Start of DATA TO PROCESS
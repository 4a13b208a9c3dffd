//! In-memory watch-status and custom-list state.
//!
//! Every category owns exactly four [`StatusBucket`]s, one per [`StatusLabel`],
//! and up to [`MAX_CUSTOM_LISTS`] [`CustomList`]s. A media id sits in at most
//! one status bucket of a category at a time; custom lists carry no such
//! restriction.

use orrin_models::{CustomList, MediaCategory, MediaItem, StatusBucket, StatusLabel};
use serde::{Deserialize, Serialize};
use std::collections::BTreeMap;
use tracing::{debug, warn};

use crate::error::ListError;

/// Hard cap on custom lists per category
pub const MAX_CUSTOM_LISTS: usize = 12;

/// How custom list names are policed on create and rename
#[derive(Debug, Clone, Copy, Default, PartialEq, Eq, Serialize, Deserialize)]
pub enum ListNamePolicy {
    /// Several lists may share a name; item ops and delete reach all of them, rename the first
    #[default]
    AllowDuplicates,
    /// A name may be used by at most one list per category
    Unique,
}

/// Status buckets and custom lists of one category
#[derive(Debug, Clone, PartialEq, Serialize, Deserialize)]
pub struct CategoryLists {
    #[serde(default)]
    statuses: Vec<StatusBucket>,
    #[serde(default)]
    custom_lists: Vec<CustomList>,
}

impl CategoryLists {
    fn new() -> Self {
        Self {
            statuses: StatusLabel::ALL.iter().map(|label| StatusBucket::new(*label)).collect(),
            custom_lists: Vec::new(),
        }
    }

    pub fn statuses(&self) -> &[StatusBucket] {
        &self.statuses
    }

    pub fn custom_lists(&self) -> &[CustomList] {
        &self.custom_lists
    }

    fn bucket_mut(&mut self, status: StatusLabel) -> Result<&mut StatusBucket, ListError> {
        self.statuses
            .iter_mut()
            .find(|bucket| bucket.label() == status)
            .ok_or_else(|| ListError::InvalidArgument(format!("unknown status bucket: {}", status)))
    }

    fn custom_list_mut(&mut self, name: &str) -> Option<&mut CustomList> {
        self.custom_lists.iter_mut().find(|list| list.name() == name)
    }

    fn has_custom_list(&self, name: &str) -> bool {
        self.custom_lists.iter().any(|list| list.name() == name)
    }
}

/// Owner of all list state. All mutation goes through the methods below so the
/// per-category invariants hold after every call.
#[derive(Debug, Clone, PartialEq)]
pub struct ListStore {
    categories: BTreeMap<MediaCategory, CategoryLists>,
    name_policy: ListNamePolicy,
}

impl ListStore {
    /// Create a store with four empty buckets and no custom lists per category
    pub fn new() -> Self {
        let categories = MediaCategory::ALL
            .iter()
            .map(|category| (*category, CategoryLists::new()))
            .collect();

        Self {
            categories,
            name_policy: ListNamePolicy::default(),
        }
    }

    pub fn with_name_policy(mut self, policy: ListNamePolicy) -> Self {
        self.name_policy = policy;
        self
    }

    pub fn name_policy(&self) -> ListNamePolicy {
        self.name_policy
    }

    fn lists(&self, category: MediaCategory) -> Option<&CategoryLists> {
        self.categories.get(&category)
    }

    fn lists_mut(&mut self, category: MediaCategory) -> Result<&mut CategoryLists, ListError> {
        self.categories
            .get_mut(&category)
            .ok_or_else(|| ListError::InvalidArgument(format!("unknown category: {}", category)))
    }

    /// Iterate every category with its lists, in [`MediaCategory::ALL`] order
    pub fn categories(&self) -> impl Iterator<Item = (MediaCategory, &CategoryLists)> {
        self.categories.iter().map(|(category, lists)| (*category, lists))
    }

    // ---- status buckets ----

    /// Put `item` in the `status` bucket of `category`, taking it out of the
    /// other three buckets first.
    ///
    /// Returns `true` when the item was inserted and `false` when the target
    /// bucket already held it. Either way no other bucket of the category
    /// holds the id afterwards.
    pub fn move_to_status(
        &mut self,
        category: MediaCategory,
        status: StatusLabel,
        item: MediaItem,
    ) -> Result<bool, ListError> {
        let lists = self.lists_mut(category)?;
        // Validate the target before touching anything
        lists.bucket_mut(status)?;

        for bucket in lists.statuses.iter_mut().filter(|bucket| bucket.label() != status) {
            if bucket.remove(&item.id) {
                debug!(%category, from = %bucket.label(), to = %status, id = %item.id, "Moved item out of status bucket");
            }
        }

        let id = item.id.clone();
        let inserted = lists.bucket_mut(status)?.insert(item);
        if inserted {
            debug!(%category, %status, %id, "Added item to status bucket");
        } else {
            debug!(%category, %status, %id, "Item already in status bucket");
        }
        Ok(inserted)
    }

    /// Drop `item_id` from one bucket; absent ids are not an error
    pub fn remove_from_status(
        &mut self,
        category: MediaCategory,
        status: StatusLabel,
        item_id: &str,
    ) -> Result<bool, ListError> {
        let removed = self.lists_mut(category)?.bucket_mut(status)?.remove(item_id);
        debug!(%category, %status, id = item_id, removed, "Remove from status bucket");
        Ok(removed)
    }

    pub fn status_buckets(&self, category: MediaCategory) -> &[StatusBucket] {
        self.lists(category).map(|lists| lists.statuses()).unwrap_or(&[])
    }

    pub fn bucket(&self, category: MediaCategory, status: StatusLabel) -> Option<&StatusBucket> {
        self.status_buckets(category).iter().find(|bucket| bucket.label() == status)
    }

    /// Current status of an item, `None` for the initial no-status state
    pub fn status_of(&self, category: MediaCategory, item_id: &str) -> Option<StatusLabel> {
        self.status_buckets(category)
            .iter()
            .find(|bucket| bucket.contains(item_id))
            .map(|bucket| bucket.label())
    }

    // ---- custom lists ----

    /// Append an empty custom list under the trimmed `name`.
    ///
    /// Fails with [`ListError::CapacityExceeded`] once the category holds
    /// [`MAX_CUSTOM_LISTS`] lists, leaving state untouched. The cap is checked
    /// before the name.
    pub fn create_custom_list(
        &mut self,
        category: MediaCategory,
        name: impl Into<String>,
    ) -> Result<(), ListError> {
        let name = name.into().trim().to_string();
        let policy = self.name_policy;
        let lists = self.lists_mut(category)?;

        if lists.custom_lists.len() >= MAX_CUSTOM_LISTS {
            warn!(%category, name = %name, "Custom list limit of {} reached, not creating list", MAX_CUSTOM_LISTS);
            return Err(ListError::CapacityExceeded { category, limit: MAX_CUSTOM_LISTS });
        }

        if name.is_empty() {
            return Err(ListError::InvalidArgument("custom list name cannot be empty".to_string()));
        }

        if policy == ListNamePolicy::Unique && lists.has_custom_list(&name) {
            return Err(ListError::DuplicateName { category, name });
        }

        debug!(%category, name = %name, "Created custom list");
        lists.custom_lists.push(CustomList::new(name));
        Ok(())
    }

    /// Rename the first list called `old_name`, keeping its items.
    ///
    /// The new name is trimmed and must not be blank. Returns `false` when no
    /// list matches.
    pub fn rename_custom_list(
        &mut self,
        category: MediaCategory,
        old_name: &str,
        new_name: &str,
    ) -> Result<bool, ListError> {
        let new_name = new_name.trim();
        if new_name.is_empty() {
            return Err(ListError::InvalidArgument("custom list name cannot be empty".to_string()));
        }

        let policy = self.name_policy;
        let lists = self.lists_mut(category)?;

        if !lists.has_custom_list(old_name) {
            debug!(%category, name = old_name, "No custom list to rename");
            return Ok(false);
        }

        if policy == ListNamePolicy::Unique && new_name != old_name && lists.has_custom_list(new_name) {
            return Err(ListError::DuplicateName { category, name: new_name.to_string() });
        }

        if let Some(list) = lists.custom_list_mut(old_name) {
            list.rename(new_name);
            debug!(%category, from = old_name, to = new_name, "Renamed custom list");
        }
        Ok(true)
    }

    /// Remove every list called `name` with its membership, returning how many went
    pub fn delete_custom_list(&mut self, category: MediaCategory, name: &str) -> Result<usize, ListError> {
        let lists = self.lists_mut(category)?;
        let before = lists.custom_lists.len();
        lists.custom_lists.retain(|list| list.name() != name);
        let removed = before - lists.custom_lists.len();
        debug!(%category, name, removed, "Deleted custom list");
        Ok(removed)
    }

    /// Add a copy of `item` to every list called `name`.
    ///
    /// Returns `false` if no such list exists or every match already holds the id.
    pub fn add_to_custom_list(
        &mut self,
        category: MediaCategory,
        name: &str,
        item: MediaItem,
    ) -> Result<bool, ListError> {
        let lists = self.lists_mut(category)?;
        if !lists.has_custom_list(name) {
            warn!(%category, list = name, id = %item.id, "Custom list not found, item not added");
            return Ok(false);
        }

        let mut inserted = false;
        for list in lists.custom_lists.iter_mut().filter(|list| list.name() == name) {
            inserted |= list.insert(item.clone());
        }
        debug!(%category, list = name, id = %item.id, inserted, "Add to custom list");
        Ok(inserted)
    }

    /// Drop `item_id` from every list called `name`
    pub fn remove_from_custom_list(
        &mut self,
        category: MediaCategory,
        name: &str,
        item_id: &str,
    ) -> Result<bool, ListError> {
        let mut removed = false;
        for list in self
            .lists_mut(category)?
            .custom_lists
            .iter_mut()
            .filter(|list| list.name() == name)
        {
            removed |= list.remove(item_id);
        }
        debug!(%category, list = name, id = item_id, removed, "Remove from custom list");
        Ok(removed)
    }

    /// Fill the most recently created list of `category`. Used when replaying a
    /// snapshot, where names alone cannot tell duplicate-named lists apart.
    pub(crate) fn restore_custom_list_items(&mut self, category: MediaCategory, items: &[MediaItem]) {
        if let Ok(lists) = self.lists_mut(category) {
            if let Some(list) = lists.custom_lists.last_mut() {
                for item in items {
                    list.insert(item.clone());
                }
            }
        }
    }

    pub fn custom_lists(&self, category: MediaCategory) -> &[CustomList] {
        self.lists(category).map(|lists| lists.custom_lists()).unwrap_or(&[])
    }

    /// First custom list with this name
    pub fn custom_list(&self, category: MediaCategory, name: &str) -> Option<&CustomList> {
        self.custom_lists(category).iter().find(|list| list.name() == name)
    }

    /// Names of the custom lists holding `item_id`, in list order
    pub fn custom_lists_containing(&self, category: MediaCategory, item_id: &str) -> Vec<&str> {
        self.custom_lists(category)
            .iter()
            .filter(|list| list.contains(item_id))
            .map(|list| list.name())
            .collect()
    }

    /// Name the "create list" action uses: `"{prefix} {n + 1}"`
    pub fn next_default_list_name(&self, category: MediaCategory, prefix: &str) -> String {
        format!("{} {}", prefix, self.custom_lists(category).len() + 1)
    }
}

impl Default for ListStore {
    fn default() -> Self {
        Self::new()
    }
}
End of DATA TO PROCESS
Start of DATA TO PROCESS
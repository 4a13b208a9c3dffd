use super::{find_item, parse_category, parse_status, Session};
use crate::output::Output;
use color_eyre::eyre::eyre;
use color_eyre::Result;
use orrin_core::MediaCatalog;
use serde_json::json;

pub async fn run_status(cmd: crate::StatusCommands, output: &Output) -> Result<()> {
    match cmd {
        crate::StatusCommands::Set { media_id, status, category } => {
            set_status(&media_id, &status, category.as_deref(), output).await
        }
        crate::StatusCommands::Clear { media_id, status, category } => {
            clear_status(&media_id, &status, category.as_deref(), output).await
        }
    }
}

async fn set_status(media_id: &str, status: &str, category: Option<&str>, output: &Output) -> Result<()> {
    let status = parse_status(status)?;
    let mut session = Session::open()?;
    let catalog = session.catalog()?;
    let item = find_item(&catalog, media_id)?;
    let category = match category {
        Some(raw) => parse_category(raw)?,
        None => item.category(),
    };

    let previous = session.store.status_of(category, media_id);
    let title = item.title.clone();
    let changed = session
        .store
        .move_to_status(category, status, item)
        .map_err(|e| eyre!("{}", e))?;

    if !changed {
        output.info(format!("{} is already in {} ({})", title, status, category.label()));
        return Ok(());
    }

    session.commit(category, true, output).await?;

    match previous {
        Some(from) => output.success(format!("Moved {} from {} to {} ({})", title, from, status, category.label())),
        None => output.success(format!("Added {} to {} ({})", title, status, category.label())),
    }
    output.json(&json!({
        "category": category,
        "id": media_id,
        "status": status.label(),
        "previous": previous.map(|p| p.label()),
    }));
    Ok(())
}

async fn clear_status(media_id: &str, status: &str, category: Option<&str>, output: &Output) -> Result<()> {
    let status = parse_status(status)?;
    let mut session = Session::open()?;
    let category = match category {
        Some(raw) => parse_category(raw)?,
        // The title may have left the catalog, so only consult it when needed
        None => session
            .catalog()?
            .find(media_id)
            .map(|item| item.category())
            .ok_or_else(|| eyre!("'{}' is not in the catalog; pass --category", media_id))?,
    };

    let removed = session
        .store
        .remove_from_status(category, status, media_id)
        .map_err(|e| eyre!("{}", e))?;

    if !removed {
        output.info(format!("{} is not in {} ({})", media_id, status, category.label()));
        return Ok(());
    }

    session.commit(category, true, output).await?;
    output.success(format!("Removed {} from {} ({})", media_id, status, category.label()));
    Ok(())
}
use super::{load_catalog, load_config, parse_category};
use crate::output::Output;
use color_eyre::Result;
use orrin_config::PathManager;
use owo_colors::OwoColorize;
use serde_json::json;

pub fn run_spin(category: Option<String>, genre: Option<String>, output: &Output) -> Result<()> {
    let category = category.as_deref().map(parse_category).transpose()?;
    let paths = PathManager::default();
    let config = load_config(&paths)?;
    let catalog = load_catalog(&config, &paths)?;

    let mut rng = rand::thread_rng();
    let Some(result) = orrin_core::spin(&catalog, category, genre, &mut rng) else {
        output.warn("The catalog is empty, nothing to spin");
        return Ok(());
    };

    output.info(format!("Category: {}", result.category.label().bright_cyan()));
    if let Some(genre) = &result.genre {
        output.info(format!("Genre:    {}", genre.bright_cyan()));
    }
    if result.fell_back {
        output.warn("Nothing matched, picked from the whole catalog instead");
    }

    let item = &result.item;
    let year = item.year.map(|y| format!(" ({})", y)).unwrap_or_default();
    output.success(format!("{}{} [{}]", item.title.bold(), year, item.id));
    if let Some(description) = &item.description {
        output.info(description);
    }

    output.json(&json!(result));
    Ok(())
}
End of DATA TO PROCESS
Start of DATA TO PROCESS
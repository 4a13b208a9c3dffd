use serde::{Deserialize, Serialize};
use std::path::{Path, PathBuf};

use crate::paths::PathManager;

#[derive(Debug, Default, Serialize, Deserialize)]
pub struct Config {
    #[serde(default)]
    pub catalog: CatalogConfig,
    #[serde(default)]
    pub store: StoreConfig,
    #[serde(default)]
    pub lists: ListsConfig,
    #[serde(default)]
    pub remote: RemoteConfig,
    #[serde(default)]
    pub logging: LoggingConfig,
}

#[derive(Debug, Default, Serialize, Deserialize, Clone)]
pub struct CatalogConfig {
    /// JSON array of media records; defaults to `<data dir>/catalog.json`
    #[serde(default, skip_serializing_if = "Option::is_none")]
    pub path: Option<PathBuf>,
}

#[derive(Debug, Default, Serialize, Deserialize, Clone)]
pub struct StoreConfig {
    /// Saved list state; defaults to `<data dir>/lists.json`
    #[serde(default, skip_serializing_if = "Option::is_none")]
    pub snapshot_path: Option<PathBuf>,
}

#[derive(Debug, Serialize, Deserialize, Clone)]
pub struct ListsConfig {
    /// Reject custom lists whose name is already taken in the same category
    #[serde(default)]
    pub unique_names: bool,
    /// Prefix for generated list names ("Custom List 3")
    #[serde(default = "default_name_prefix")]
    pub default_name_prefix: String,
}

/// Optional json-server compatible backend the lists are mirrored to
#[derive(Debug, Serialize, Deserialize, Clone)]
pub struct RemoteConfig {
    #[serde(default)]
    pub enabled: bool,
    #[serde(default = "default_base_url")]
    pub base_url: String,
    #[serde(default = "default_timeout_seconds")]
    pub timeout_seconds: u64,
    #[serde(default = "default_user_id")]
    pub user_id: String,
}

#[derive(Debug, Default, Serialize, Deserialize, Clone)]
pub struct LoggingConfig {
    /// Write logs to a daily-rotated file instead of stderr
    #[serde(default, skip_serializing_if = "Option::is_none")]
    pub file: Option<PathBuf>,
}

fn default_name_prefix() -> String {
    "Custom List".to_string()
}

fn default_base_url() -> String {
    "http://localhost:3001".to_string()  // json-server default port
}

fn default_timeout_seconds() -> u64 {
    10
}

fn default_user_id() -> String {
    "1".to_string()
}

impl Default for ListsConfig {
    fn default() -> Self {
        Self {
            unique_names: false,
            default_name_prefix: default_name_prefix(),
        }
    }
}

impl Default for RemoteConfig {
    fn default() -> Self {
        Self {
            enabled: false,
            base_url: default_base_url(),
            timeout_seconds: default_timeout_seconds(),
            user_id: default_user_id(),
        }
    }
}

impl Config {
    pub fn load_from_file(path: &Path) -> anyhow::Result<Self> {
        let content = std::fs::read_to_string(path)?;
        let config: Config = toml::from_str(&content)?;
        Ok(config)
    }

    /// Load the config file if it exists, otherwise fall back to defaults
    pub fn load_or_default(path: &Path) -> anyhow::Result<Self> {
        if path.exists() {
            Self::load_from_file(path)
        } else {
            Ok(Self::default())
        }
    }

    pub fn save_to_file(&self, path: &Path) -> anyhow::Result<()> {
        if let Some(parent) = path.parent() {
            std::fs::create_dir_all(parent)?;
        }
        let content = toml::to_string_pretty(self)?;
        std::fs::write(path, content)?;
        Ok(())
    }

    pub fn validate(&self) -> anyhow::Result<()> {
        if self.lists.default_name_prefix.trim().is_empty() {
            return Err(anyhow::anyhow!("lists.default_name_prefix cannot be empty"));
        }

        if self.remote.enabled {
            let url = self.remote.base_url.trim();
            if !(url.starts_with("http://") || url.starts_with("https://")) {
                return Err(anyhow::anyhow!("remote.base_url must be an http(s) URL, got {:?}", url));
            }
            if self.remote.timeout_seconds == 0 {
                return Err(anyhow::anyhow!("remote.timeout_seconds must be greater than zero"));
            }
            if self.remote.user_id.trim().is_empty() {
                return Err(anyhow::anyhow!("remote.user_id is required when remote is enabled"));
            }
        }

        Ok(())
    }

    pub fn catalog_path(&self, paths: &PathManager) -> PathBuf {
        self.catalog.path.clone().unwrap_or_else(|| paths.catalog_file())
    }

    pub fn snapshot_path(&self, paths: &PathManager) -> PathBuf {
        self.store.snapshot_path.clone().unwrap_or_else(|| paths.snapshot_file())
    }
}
End of DATA TO PROCESS
TASK DIRECTIONS>
Take every line above where "categories" appears and copy it.

TASK RESULT>
    categories: BTreeMap<MediaCategory, CategoryLists>,
        let categories = MediaCategory::ALL
            categories,
        self.categories.get(&category)
        self.categories
    pub fn categories(&self) -> impl Iterator<Item = (MediaCategory, &CategoryLists)> {
        self.categories.iter().map(|(category, lists)| (*category, lists))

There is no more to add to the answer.